//! Utilities for treating the backing storage for trees generically.
//!
//! This module is home for the following items:
//! - [`Storage`], the main trait for the backing storages for trees
//! - [`ListStorage`], a trait used for adapting list-like collections into backing storage for [`SparseStorage`]
//! - [`SparseStorage`], a wrapper around `ListStorage`s which keeps keys stable across element removal
//! - [`DefaultStorage`], a type definition for the default backing storage used by trees unless a different one is specified; takes different values depending on feature flags
//!
//! [`Storage`]: trait.Storage.html " "
//! [`ListStorage`]: trait.ListStorage.html " "
//! [`SparseStorage`]: struct.SparseStorage.html " "
//! [`DefaultStorage`]: type.DefaultStorage.html " "

mod list;
pub use list::*;

#[cfg(feature = "slotmap")]
mod slotmap_impl;

use core::fmt::Debug;

/// Trait for various kinds of containers which can be the backing storage for trees.
///
/// # Safety
/// There's a number of invariants which have to be followed by the container:
/// - The length of the storage cannot be modified in the container when it's borrowed immutably or not borrowed at all;
/// - `new` and `with_capacity` ***must*** return empty storages, i.e. those which have `len() == 0` and `is_empty() == true`;
/// - it should be impossible for the length of the storage to overflow `usize`;
/// - Keys handed out by `add` must stay valid, and keep referring to the exact element they were created for, until that element is passed to `remove` — inserting or removing *other* elements cannot invalidate or repoint them;
/// - Calling [`get_unchecked`] or [`get_unchecked_mut`] if `contains_key` on the same key returns `true` should *not* cause undefined behavior (otherwise, it may or may not — that is implementation specific);
/// - Calling `remove` if `contains_key` on the same key should *never* panic, as that might leave the tree in an invalid state during some operations;
/// - If an element is added at a key, it must be retrieveable in the exact same state as it was inserted until it is removed or modified using a method which explicitly does so.
///
/// Tree structures may rely on those invariants for safety.
///
/// [`get_unchecked`]: #method.get_unchecked " "
/// [`get_unchecked_mut`]: #method.get_unchecked_mut " "
pub unsafe trait Storage: Sized {
    /// The type used for element naming.
    type Key: Clone + Debug + Eq;
    /// The type of the elements stored.
    type Element;

    /// Adds an element to the collection with an unspecified key, returning that key.
    fn add(&mut self, element: Self::Element) -> Self::Key;
    /// Removes and returns the element identified by `key` within the storage.
    ///
    /// # Panics
    /// Required to panic if the specified key does not exist.
    fn remove(&mut self, key: &Self::Key) -> Self::Element;
    /// Returns the number of elements in the storage, also referred to as its 'length'.
    fn len(&self) -> usize;
    /// Creates an empty storage with the specified capacity.
    ///
    /// # Panics
    /// Storages with a fixed capacity should panic if the specified capacity does not match their actual one, and are recommended to override the `new` method to use the correct capacity.
    fn with_capacity(capacity: usize) -> Self;
    /// Returns a reference to the specified element in the storage, without checking for presence of the key inside the collection.
    ///
    /// # Safety
    /// If the element at the specified key is not present in the storage, a dangling reference will be created, causing *immediate undefined behavior*.
    unsafe fn get_unchecked(&self, key: &Self::Key) -> &Self::Element;
    /// Returns a *mutable* reference to the specified element in the storage, without checking for presence of the key inside the collection.
    ///
    /// # Safety
    /// If the element at the specified key is not present in the storage, a dangling reference will be created, causing *immediate undefined behavior*.
    unsafe fn get_unchecked_mut(&mut self, key: &Self::Key) -> &mut Self::Element;
    /// Returns `true` if the specified key is present in the storage, `false` otherwise.
    ///
    /// If this method returned `true`, calling `get_unchecked`/`get_unchecked_mut` on the same key is guaranteed to be safe.
    fn contains_key(&self, key: &Self::Key) -> bool;

    /// Returns a reference to the specified element in the collection, or `None` if the key is not present in the storage.
    #[inline]
    fn get(&self, key: &Self::Key) -> Option<&Self::Element> {
        if self.contains_key(key) {
            Some(unsafe {
                // SAFETY: we just checked for key presence
                self.get_unchecked(key)
            })
        } else {
            None
        }
    }
    /// Returns a *mutable* reference to the specified element in the collection, or `None` if the key is not present in the storage.
    #[inline]
    fn get_mut(&mut self, key: &Self::Key) -> Option<&mut Self::Element> {
        if self.contains_key(key) {
            Some(unsafe {
                // SAFETY: we just checked for key presence
                self.get_unchecked_mut(key)
            })
        } else {
            None
        }
    }
    /// Creates a new empty storage. Dynamically-allocated storages created this way do not allocate memory.
    ///
    /// Storages with fixed capacity should override this method to use the correct capacity, as the default implementation calls `Self::with_capacity(0)`.
    #[inline(always)]
    fn new() -> Self {
        Self::with_capacity(0)
    }

    /// Returns `true` if the storage contains no elements, `false` otherwise.
    #[inline(always)]
    fn is_empty(&self) -> bool {
        self.len() == 0
    }
    /// Returns the amount of elements the storage can hold without requiring a memory allocation.
    ///
    /// For storages which have a fixed capacity, this should be equal to the length; the default implementation uses exactly that.
    #[inline(always)]
    fn capacity(&self) -> usize {
        self.len()
    }
    /// Reserves capacity for at least additional more elements to be inserted in the given storage. The storage may reserve more space to avoid frequent reallocations. After calling `reserve`, `capacity` will be greater than or equal to `self.len()` + `additional`. Does nothing if capacity is already sufficient.
    ///
    /// For storages which have a fixed capacity, this should first check for the specified amount of elements to reserve for and if it's not zero, either reallocate the collection anew or, if that is not supported, panic. The default implementation does exactly that.
    #[inline(always)]
    fn reserve(&mut self, additional: usize) {
        if self.len() + additional > self.capacity() {
            unimplemented!("this storage type does not support reallocation")
        }
    }
    /// Shrinks the capacity of the storage as much as possible.
    ///
    /// It will drop down as close as possible to the current length, though dynamically allocated storages may not always reallocate exactly as much as it is needed to store all elements and none more.
    ///
    /// The default implementation does nothing.
    #[inline(always)]
    fn shrink_to_fit(&mut self) {}
}

/// The default storage type used by the tree types when a storage type is not provided.
///
/// This is chosen according to the following strategy:
/// - If the `alloc` feature flag is enabled, [`SparseVec`] is used
/// - If `alloc` is disabled but `smallvec` is enabled, a [*sparse*][`SparseStorage`] [`SmallVec`] *with zero-sized backing storage* is used
/// - If both `smallvec` and `alloc` are disabled, a [*sparse*][`SparseStorage`] [`ArrayVec`] *with zero-sized backing storage* is used
/// No other storage types are ever used as defaults.
///
/// [`SparseVec`]: type.SparseVec.html " "
/// [`SmallVec`]: https://docs.rs/smallvec/*/smallvec/struct.SmallVec.html " "
/// [`ArrayVec`]: https://docs.rs/arrayvec/*/arrayvec/struct.ArrayVec.html " "
/// [`SparseStorage`]: struct.SparseStorage.html " "
pub type DefaultStorage<T> = _DefaultStorage<T>;

#[cfg(feature = "alloc")]
type _DefaultStorage<T> = SparseVec<T>;

#[cfg(all(
    feature = "smallvec",
    not(feature = "alloc"),
))]
type _DefaultStorage<T> =
    SparseStorage<T, smallvec::SmallVec<[SparseStorageSlot<T>; 0]>>;

#[cfg(all(
    not(feature = "alloc"),
    not(feature = "smallvec"),
))]
type _DefaultStorage<T> =
    SparseStorage<T, arrayvec::ArrayVec<[SparseStorageSlot<T>; 0]>>;
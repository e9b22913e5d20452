//! Web 路由定义

use std::sync::Arc;

use axum::{routing::get, Router};

use crate::web::{handlers::*, types::AppState};

/// 创建路由结构
pub fn create_routes() -> Router<Arc<AppState>> {
    Router::new()
        // 页面
        .route("/", get(index))
        .route("/proxy", get(proxy_page))
        // API
        .route("/api/translate", get(translate_word).post(translate_word_json))
        .route("/healthz", get(health_check))
}
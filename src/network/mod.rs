//! # 网络模块
//!
//! 远程页面抓取：
//!
//! - `fetcher` - `DocumentFetcher` 抽象、基于 reqwest 的 `HttpFetcher` 以及抓取配置

pub mod fetcher;

// Re-export commonly used items for convenience
pub use fetcher::{DocumentFetcher, FetchConfig, FetchedDocument, HttpFetcher, DEFAULT_USER_AGENT};
/// 核心环境变量定义
pub mod core {
    use super::*;

    /// 应用运行模式
    pub struct Mode;
    impl EnvVar<String> for Mode {
        const NAME: &'static str = "WORDTAP_MODE";
        const DEFAULT: Option<String> = None;

        fn get() -> EnvResult<String> {
            match env::var(Self::NAME) {
                Ok(value) => Self::parse(&value),
                Err(_) => Ok("production".to_string()),
            }
        }
        const DESCRIPTION: &'static str = "Application mode: development, staging, production";

        fn parse(value: &str) -> EnvResult<String> {
            match value.trim().to_lowercase().as_str() {
                "development" | "dev" => Ok("development".to_string()),
                "staging" | "stage" => Ok("staging".to_string()),
                "production" | "prod" => Ok("production".to_string()),
                _ => Err(EnvError {
                    variable: Self::NAME.to_string(),
                    message: format!(
                        "Invalid mode '{}'. Use: development, staging, production",
                        value
                    ),
                }),
            }
        }
    }

    /// 日志级别
    pub struct LogLevel;
    impl EnvVar<String> for LogLevel {
        const NAME: &'static str = "WORDTAP_LOG_LEVEL";
        const DEFAULT: Option<String> = None;

        fn get() -> EnvResult<String> {
            match env::var(Self::NAME) {
                Ok(value) => Self::parse(&value),
                Err(_) => Ok("info".to_string()),
            }
        }
        const DESCRIPTION: &'static str = "Log level: trace, debug, info, warn, error";

        fn parse(value: &str) -> EnvResult<String> {
            match value.trim().to_lowercase().as_str() {
                level @ ("trace" | "debug" | "info" | "warn" | "error") => Ok(level.to_string()),
                _ => Err(EnvError {
                    variable: Self::NAME.to_string(),
                    message: format!(
                        "Invalid log level '{}'. Use: trace, debug, info, warn, error",
                        value
                    ),
                }),
            }
        }
    }
}
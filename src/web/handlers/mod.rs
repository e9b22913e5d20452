//! Web 路由处理器

pub mod api;
pub mod pages;
pub mod proxy;

pub use api::*;
pub use pages::*;
pub use proxy::*;
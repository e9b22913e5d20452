//! 翻译模块统一错误处理
//!
//! 提供结构化错误类型和错误处理机制

use std::fmt;

use thiserror::Error;

/// 翻译错误类型
#[derive(Error, Debug, Clone, PartialEq, Eq)]
pub enum TranslationError {
    /// 未配置凭据，翻译功能在进程生命周期内处于关闭状态
    #[error("翻译未配置: {0}")]
    ConfigurationMissing(String),

    /// 网络错误
    #[error("网络错误: {0}")]
    NetworkError(String),

    /// 超时错误
    #[error("操作超时: {0}")]
    TimeoutError(String),

    /// 翻译服务返回了错误（凭据无效、配额用尽等）
    #[error("翻译服务错误 ({status}): {message}")]
    ProviderError { status: u16, message: String },

    /// 输入验证错误
    #[error("输入无效: {0}")]
    InvalidInput(String),

    /// 翻译服务响应无法解析
    #[error("响应解析错误: {0}")]
    ResponseError(String),
}

impl TranslationError {
    /// 获取错误类别
    pub fn category(&self) -> ErrorCategory {
        match self {
            TranslationError::ConfigurationMissing(_) => ErrorCategory::Configuration,
            TranslationError::NetworkError(_) => ErrorCategory::Network,
            TranslationError::TimeoutError(_) => ErrorCategory::Timeout,
            TranslationError::ProviderError { .. } => ErrorCategory::Service,
            TranslationError::InvalidInput(_) => ErrorCategory::Input,
            TranslationError::ResponseError(_) => ErrorCategory::Parsing,
        }
    }

    /// 请求本身有误（而非翻译服务不可用）
    pub fn is_client_error(&self) -> bool {
        self.category() == ErrorCategory::Input
    }

    /// 查词时可以降级为占位值的错误
    pub fn is_degradable(&self) -> bool {
        !self.is_client_error()
    }

    /// 创建带上下文的错误
    pub fn with_context<T: fmt::Display>(self, context: T) -> Self {
        let append = |msg: String| format!("{} (上下文: {})", msg, context);
        match self {
            TranslationError::ConfigurationMissing(msg) => {
                TranslationError::ConfigurationMissing(append(msg))
            }
            TranslationError::NetworkError(msg) => TranslationError::NetworkError(append(msg)),
            TranslationError::TimeoutError(msg) => TranslationError::TimeoutError(append(msg)),
            TranslationError::ProviderError { status, message } => TranslationError::ProviderError {
                status,
                message: append(message),
            },
            TranslationError::InvalidInput(msg) => TranslationError::InvalidInput(append(msg)),
            TranslationError::ResponseError(msg) => TranslationError::ResponseError(append(msg)),
        }
    }
}

/// 错误类别
#[derive(Debug, Clone, Copy, PartialEq, Eq, Hash)]
pub enum ErrorCategory {
    Configuration,
    Network,
    Timeout,
    Service,
    Input,
    Parsing,
}

impl From<reqwest::Error> for TranslationError {
    fn from(error: reqwest::Error) -> Self {
        if error.is_timeout() {
            TranslationError::TimeoutError(error.to_string())
        } else if error.is_decode() {
            TranslationError::ResponseError(error.to_string())
        } else {
            TranslationError::NetworkError(error.to_string())
        }
    }
}

impl From<serde_json::Error> for TranslationError {
    fn from(error: serde_json::Error) -> Self {
        TranslationError::ResponseError(format!("JSON解析错误: {}", error))
    }
}

impl From<tokio::time::error::Elapsed> for TranslationError {
    fn from(error: tokio::time::error::Elapsed) -> Self {
        TranslationError::TimeoutError(format!("异步操作超时: {}", error))
    }
}

/// 错误结果类型别名
pub type TranslationResult<T> = Result<T, TranslationError>;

What needs to be done = Search the listing for the word "enabled" and return each line that holds it.

Task answer =
/// - If the `alloc` feature flag is enabled, [`SparseVec`] is used
/// - If `alloc` is disabled but `smallvec` is enabled, a [*sparse*][`SparseStorage`] [`SmallVec`] *with zero-sized backing storage* is used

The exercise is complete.